That’s right Amazon Web Services or more endearingly known to humanity as AWS. AWS was released just two decades ago by the its parent company that offers everything from A to Z.

AWS like its parent company has a similar mantra in the cloud ☁️ computing world as they offer 200+ Cloud☁️ Services. So how the heck with so some many months passed that we haven’t been back since? The question is quite perplexing? But like they say “all Clouds☁️☁️ lead to AWS. So, here we are back in the AWS groove 🎶 and eager 😆 to explore 🔦the wondrous world🌎 of AWS Data solutions. Guiding us through this vast journey would be Richard Seroter (who ironically recently joined the team at Google). In 2015, Richard authored an amazing Pluralsight course covering Amazon RDS🛢, Amazon DynamoDB 🧨 and Amazon’s Redshift 🎆. It was like getting 3 courses for the price of 1! 😊

Although the course was several years old, for the most part it still out lasted the test of time ⏰ by providing a strong foundational knowledge for Amazon’s relational, NoSQL, and Data warehousing solutions. But unfortunately in technology years, it’s kind of like dog🐕 years. So obviously, there have been many innovations to all three of these incredible solutions including UI enhancements, architectural improvements and additional features to these great AWS offerings making them even more awesome!
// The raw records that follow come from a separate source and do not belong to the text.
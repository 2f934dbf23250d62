use super::emit;
use crate::context::ExecutionContext;
use crate::views::link_table;
use anyhow::{Context, Result};
use nodehealth_engine::{diff_failures, failing_keys};
use nodehealth_runtime::report::{read_link_report, save_diff};
use serde_json::json;
use std::path::Path;

/// Returns whether anything newly failed.
pub fn handle(
    ctx: &ExecutionContext,
    previous: &Path,
    current: &Path,
    date_stamp: Option<String>,
) -> Result<bool> {
    let earlier = read_link_report(previous)
        .with_context(|| format!("reading {}", previous.display()))?;
    let later =
        read_link_report(current).with_context(|| format!("reading {}", current.display()))?;

    let diff = diff_failures(&failing_keys(&earlier), &later);
    let stamp = ctx.stamp(date_stamp);
    let (new_path, recovered_path) = save_diff(ctx.output_dir(), &stamp, &diff)?;

    let mut rows = diff.newly_failed.clone();
    rows.extend(diff.recovered.iter().cloned());
    let table = link_table(&rows, ctx.color());
    let footer = format!(
        "{} new failure(s): {}\n{} recovered: {}",
        diff.newly_failed.len(),
        new_path.display(),
        diff.recovered.len(),
        recovered_path.display()
    );
    let body = json!({
        "new_failures": new_path,
        "recovered_file": recovered_path,
        "diff": diff,
    });
    emit(ctx, &table, &body, Some(footer))?;

    Ok(!diff.newly_failed.is_empty())
}
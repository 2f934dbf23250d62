//! Canned command execution.

use async_trait::async_trait;
use nodehealth_core::{CommandOutput, CommandRunner, CommandSpec};
use std::sync::Mutex;

/// Answers commands from a script of `(prefix, output)` rules.
///
/// A command matches a rule when its rendered line (without `sudo`) starts
/// with the prefix. The first matching rule wins; unmatched commands behave
/// like a missing binary.
///
/// # Example
/// ```
/// use nodehealth_core::CommandOutput;
/// use nodehealth_testing::ScriptedRunner;
///
/// let _runner = ScriptedRunner::new()
///     .on_stdout("uptime -s", "2024-01-08 09:00:05\n")
///     .on("mlxlink -m -e -c -d mlx5_9", CommandOutput::timeout());
/// ```
#[derive(Default)]
pub struct ScriptedRunner {
    rules: Vec<(String, CommandOutput)>,
    calls: Mutex<Vec<String>>,
}

impl ScriptedRunner {
    pub fn new() -> Self {
        Self::default()
    }

    pub fn on(mut self, prefix: impl Into<String>, output: CommandOutput) -> Self {
        self.rules.push((prefix.into(), output));
        self
    }

    /// Shorthand for a successful command printing `stdout`.
    pub fn on_stdout(self, prefix: impl Into<String>, stdout: impl Into<String>) -> Self {
        self.on(prefix, CommandOutput::completed(0, stdout, ""))
    }

    /// Rendered lines of every command run so far, in call order.
    pub fn calls(&self) -> Vec<String> {
        self.calls.lock().map(|c| c.clone()).unwrap_or_default()
    }

    pub fn was_called(&self, prefix: &str) -> bool {
        self.calls().iter().any(|c| c.starts_with(prefix))
    }
}

fn line(spec: &CommandSpec) -> String {
    std::iter::once(spec.program.as_str())
        .chain(spec.args.iter().map(String::as_str))
        .collect::<Vec<_>>()
        .join(" ")
}

#[async_trait]
impl CommandRunner for ScriptedRunner {
    async fn run(&self, spec: &CommandSpec) -> CommandOutput {
        let line = line(spec);
        if let Ok(mut calls) = self.calls.lock() {
            calls.push(line.clone());
        }
        self.rules
            .iter()
            .find(|(prefix, _)| line.starts_with(prefix.as_str()))
            .map(|(_, output)| output.clone())
            .unwrap_or_else(|| CommandOutput::not_found(&spec.program))
    }
}

#[cfg(test)]
mod tests {
    use super::*;

    #[tokio::test]
    async fn test_first_matching_rule_wins() {
        let runner = ScriptedRunner::new()
            .on_stdout("rdma link", "first")
            .on_stdout("rdma", "second");

        let out = runner.run(&CommandSpec::new("rdma").arg("link")).await;
        assert_eq!(out.stdout, "first");

        let out = runner.run(&CommandSpec::new("rdma").arg("dev")).await;
        assert_eq!(out.stdout, "second");

        let out = runner.run(&CommandSpec::new("mlxreg").sudo()).await;
        assert!(out.not_found);
        assert_eq!(runner.calls(), vec!["rdma link", "rdma dev", "mlxreg"]);
    }
}
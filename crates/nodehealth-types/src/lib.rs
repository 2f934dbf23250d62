//! Shared record types for nodehealth.
//!
//! Every diagnostic in the workspace normalizes tool output into one of the
//! flat records defined here. Records carry sentinels (`-1`, `"Unknown"`)
//! instead of failing when a field could not be read.

pub mod bandwidth;
pub mod burn;
pub mod error;
pub mod fabric;
pub mod gpu;
pub mod host;
pub mod link;
pub mod status;

pub use bandwidth::BandwidthRecord;
pub use burn::BurnRecord;
pub use error::{Error, Result};
pub use fabric::{Ipv6Fields, LatencyRecord, MappingRecord, RttccRecord};
pub use gpu::{
    EccCounters, GpuCheckKind, GpuHealthReport, GpuIssue, RemapCounts, ThrottleSample, XidEvent,
    XidSeverity,
};
pub use host::{FlapSummary, FleetStep, FleetStepResult, HostIdentity, HostSnapshot, StepStatus};
pub use link::{
    FEC_BIN_COUNT, FecHistogram, LANE_COUNT, LinkKey, LinkRecord, MISSING, MISSING_F64, UNKNOWN,
};
pub use status::{Severity, Status};
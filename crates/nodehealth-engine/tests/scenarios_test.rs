//! End-to-end decisions over realistic record sets.

use chrono::NaiveDate;
use nodehealth_engine::gpu::{ecc_issues, overall_status, remap_issues};
use nodehealth_engine::{
    ClassificationPolicy, FlapWindow, GpuThresholds, LinkThresholds, apply_flaps, classify_all,
    count_flaps, diff_failures, failing_keys,
};
use nodehealth_providers::dmesg::LinkEvent;
use nodehealth_types::{EccCounters, LinkKey, LinkRecord, RemapCounts, Severity, Status};
use std::collections::{BTreeMap, BTreeSet};

fn active(host: &str, iface: &str, ber: f64) -> LinkRecord {
    let mut record = LinkRecord::sentinel(host, "SN-1", iface);
    record.link_state = "Active".to_string();
    record.raw_phy_ber = ber;
    record.eff_phy_errs = 0;
    for bin in 0..16 {
        record.fec_bins.set(bin, if bin == 0 { 1_000 } else { 0 });
    }
    record
}

#[test]
fn ber_threshold_boundary() {
    let mut records = vec![active("hostA", "mlx5_0", 5e-8), active("hostA", "mlx5_1", 2e-7)];
    classify_all(&mut records, &LinkThresholds::default(), ClassificationPolicy::default());
    assert_eq!(records[0].status, Status::Passed);
    assert_eq!(records[1].status.to_string(), "Failed - RawPhyBER > 1e-7");
}

#[test]
fn clean_ecc_is_passed() {
    let counters: Vec<EccCounters> = (0..8)
        .map(|i| EccCounters {
            gpu: format!("GPU {}", i),
            ..Default::default()
        })
        .collect();
    let issues = ecc_issues(&counters);
    assert!(issues.is_empty());
    assert_eq!(overall_status(&issues), Status::Passed);
}

#[test]
fn remap_failure_vs_warning() {
    let rows = vec![
        RemapCounts { gpu: 0, uncorrectable: 600, ..Default::default() },
        RemapCounts { gpu: 1, uncorrectable: 400, ..Default::default() },
    ];
    let issues = remap_issues(&rows, &GpuThresholds::default());
    assert_eq!(issues[0].severity, Severity::Failed);
    assert_eq!(issues[1].severity, Severity::Warning);
}

#[test]
fn flap_during_boot_grace_is_ignored() {
    let day = NaiveDate::from_ymd_opt(2024, 1, 8).unwrap();
    let boot = day.and_hms_opt(9, 0, 0).unwrap();
    let events = vec![LinkEvent {
        time: day.and_hms_opt(9, 20, 0).unwrap(),
        netdev: "eth4".to_string(),
        state: "Down".to_string(),
    }];
    let netdevs = BTreeMap::from([("eth4".to_string(), "mlx5_3".to_string())]);
    let now = day.and_hms_opt(12, 0, 0).unwrap();

    let flaps = count_flaps(&events, &netdevs, Some(boot), now, &FlapWindow::default());
    assert!(flaps.is_empty());

    let mut records = vec![active("hostA", "mlx5_3", 1e-12)];
    apply_flaps(&mut records, &flaps);
    classify_all(&mut records, &LinkThresholds::default(), ClassificationPolicy::default());
    assert!(records[0].status.is_passed());
}

#[test]
fn recovered_link_is_reported_once() {
    let previous = BTreeSet::from([LinkKey::new("hostA", "mlx5_3")]);
    let mut current = vec![active("hostA", "mlx5_3", 1e-12), active("hostA", "mlx5_4", 1e-12)];
    classify_all(&mut current, &LinkThresholds::default(), ClassificationPolicy::default());

    let diff = diff_failures(&previous, &current);
    assert_eq!(diff.recovered.len(), 1);
    assert_eq!(diff.recovered[0].key(), LinkKey::new("hostA", "mlx5_3"));
    assert!(diff.newly_failed.is_empty());
}

#[test]
fn diff_lists_are_disjoint() {
    let mut previous_run = vec![
        active("hostA", "mlx5_0", 3e-7),
        active("hostA", "mlx5_1", 1e-12),
        active("hostB", "mlx5_0", 3e-7),
    ];
    classify_all(&mut previous_run, &LinkThresholds::default(), ClassificationPolicy::default());
    let previous = failing_keys(&previous_run);

    let mut current = vec![
        active("hostA", "mlx5_0", 1e-12),
        active("hostA", "mlx5_1", 3e-7),
        active("hostB", "mlx5_0", 3e-7),
    ];
    classify_all(&mut current, &LinkThresholds::default(), ClassificationPolicy::default());
    let diff = diff_failures(&previous, &current);

    let new: BTreeSet<_> = diff.newly_failed.iter().map(LinkRecord::key).collect();
    let recovered: BTreeSet<_> = diff.recovered.iter().map(LinkRecord::key).collect();
    assert!(new.is_disjoint(&recovered));
    assert_eq!(new, BTreeSet::from([LinkKey::new("hostA", "mlx5_1")]));
    assert_eq!(recovered, BTreeSet::from([LinkKey::new("hostA", "mlx5_0")]));
}
use crate::exec::{CommandRunner, CommandSpec};
use nodehealth_types::{HostIdentity, UNKNOWN};
use tracing::warn;

pub fn local_hostname() -> String {
    hostname::get()
        .map(|h| h.to_string_lossy().into_owned())
        .unwrap_or_else(|_| UNKNOWN.to_string())
}

#[cfg(unix)]
pub fn is_root() -> bool {
    unsafe { libc::geteuid() == 0 }
}

#[cfg(not(unix))]
pub fn is_root() -> bool {
    false
}

/// Chassis serial number from DMI, or `"Unknown"`.
pub async fn host_serial(runner: &dyn CommandRunner) -> String {
    let spec = CommandSpec::new("dmidecode")
        .args(["-s", "system-serial-number"])
        .sudo();
    let output = runner.run(&spec).await;

    let serial = output.stdout.trim();
    if !output.success() || serial.is_empty() {
        warn!(
            reason = %output.failure_reason().unwrap_or_else(|| "empty output".to_string()),
            "could not read system serial number"
        );
        return UNKNOWN.to_string();
    }
    serial.to_string()
}

pub async fn collect_identity(runner: &dyn CommandRunner) -> HostIdentity {
    HostIdentity {
        hostname: local_hostname(),
        serial: host_serial(runner).await,
    }
}
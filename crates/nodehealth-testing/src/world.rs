//! TestWorld pattern for CLI integration tests.
//!
//! Every world owns a temp directory with an `out/` report directory and a
//! private config path, so tests never read the user's configuration.

use anyhow::Result;
use assert_cmd::Command;
use std::collections::HashMap;
use std::path::{Path, PathBuf};
use tempfile::TempDir;

use crate::fixtures::SampleFiles;

/// Declarative test environment builder.
///
/// # Example
/// ```no_run
/// use nodehealth_testing::TestWorld;
///
/// let world = TestWorld::new();
/// let result = world.run(&["decode-ipv6", "fd00::1"]).unwrap();
/// assert!(result.success());
/// ```
pub struct TestWorld {
    temp_dir: TempDir,
    output_dir: PathBuf,
    config_path: PathBuf,
    env_vars: HashMap<String, String>,
    samples: SampleFiles,
}

impl Default for TestWorld {
    fn default() -> Self {
        Self::new()
    }
}

impl TestWorld {
    pub fn new() -> Self {
        let temp_dir = TempDir::new().expect("Failed to create temp dir");
        let output_dir = temp_dir.path().join("out");
        std::fs::create_dir_all(&output_dir).expect("Failed to create output dir");
        let config_path = temp_dir.path().join("config.toml");

        Self {
            temp_dir,
            output_dir,
            config_path,
            env_vars: HashMap::new(),
            samples: SampleFiles::new(),
        }
    }

    pub fn temp_dir(&self) -> &Path {
        self.temp_dir.path()
    }

    /// Where the CLI writes reports (`--output-dir`).
    pub fn output_dir(&self) -> &Path {
        &self.output_dir
    }

    pub fn config_path(&self) -> &Path {
        &self.config_path
    }

    pub fn with_env(mut self, key: impl Into<String>, value: impl Into<String>) -> Self {
        self.env_vars.insert(key.into(), value.into());
        self
    }

    /// Write the TOML config the CLI will load.
    pub fn with_config(self, toml: &str) -> Self {
        std::fs::write(&self.config_path, toml).expect("Failed to write config");
        self
    }

    /// Write a file relative to the temp root and return its path.
    pub fn write_file(&self, relative: &str, content: &str) -> Result<PathBuf> {
        let path = self.temp_dir.path().join(relative);
        if let Some(parent) = path.parent() {
            std::fs::create_dir_all(parent)?;
        }
        std::fs::write(&path, content)?;
        Ok(path)
    }

    /// Copy a provider sample to a path relative to the temp root.
    pub fn copy_sample(&self, sample_name: &str, relative: &str) -> Result<PathBuf> {
        let dest = self.temp_dir.path().join(relative);
        self.samples.copy_to(sample_name, &dest)?;
        Ok(dest)
    }

    pub fn configure_command<'a>(&self, cmd: &'a mut Command) -> &'a mut Command {
        cmd.arg("--config")
            .arg(&self.config_path)
            .arg("--output-dir")
            .arg(&self.output_dir)
            .arg("--log-level")
            .arg("error");

        cmd.current_dir(self.temp_dir.path());
        for (key, value) in &self.env_vars {
            cmd.env(key, value);
        }
        cmd
    }

    #[allow(deprecated)]
    pub fn run(&self, args: &[&str]) -> Result<CliResult> {
        let mut cmd = Command::cargo_bin("nodehealth")
            .map_err(|e| anyhow::anyhow!("Failed to find nodehealth binary: {}", e))?;
        self.configure_command(&mut cmd);
        cmd.args(args);

        let output = cmd.output()?;
        Ok(CliResult {
            status: output.status,
            stdout: String::from_utf8_lossy(&output.stdout).to_string(),
            stderr: String::from_utf8_lossy(&output.stderr).to_string(),
        })
    }

    /// Report files in the output directory whose names start with `prefix`.
    pub fn reports(&self, prefix: &str) -> Result<Vec<PathBuf>> {
        let mut found = Vec::new();
        for entry in std::fs::read_dir(&self.output_dir)? {
            let path = entry?.path();
            if path
                .file_name()
                .and_then(|n| n.to_str())
                .is_some_and(|n| n.starts_with(prefix))
            {
                found.push(path);
            }
        }
        found.sort();
        Ok(found)
    }
}

/// Result of a CLI command execution.
#[derive(Debug)]
pub struct CliResult {
    pub status: std::process::ExitStatus,
    pub stdout: String,
    pub stderr: String,
}

impl CliResult {
    pub fn success(&self) -> bool {
        self.status.success()
    }

    pub fn code(&self) -> Option<i32> {
        self.status.code()
    }

    pub fn json(&self) -> Result<serde_json::Value> {
        Ok(serde_json::from_str(&self.stdout)?)
    }

    pub fn stdout(&self) -> &str {
        &self.stdout
    }

    pub fn stderr(&self) -> &str {
        &self.stderr
    }
}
So for a grand finale to our marvelous week of learning and to help us fill in the gaps on some of these major enhancements as well as offering some additional insights were the team from AWS Training and certification which includes the talented fashionista Michelle Metzger, the always effervescent and insightful Blaine Sundrud and on demos the man with a quirky naming convention for database objects the always witty Stephen Cole

Back in our Amazon Web Services Databases in Depth course and in effort to make our journey that more captivating, Richard provided us with a nifty mobile sports 🏀 ⚾️ 🏈 app solution written in Node.js which leverages the Amazon data offerings covered in the course as components for an end to end solution. As the solution, was written several years back it did require some updating on some deprecated libraries📚 and some code changes in order to make the solution work which made our learning that more fulfilling. So, after a great introduction from Richard where he compares and contrasts RDS🛢, DynamoDB🧨, and Redshift🎆, we began our journey with Amazon’s Relational Database Service (RDS🛢). RDS🛢 is a database as a service (DBaaS) that makes provisioning, operating and scaling⚖️ either up or out seamless. In addition, RDS🛢 makes other time-consuming administrative tasks such as patching, and backups a thing of the past. Amazon RDS🛢 provides high availability and durability through the use of Multi-AZ deployments. In other words, AWS creates multiple instances of the databases in different Availability Zones making recovery from infrastructure failure automatic and almost transparent to the application. Of course like with all AWS offerings there always a heavy emphasis on security🔐 which it’s certainly reassuring when you putting your mission critical data in their hands 🤲 but it could also be a bit challenging at first to get things up and running when you are simply just trying connect to from your home computer 💻 back to the AWS infrastructure

As prerequisite, you first must create and configure a virtual private cloud☁️ (VPC) to put to your RDS🛢instance(s) in. You can leverage an existing one or you can create a dedicated one for RDS🛢instance(s).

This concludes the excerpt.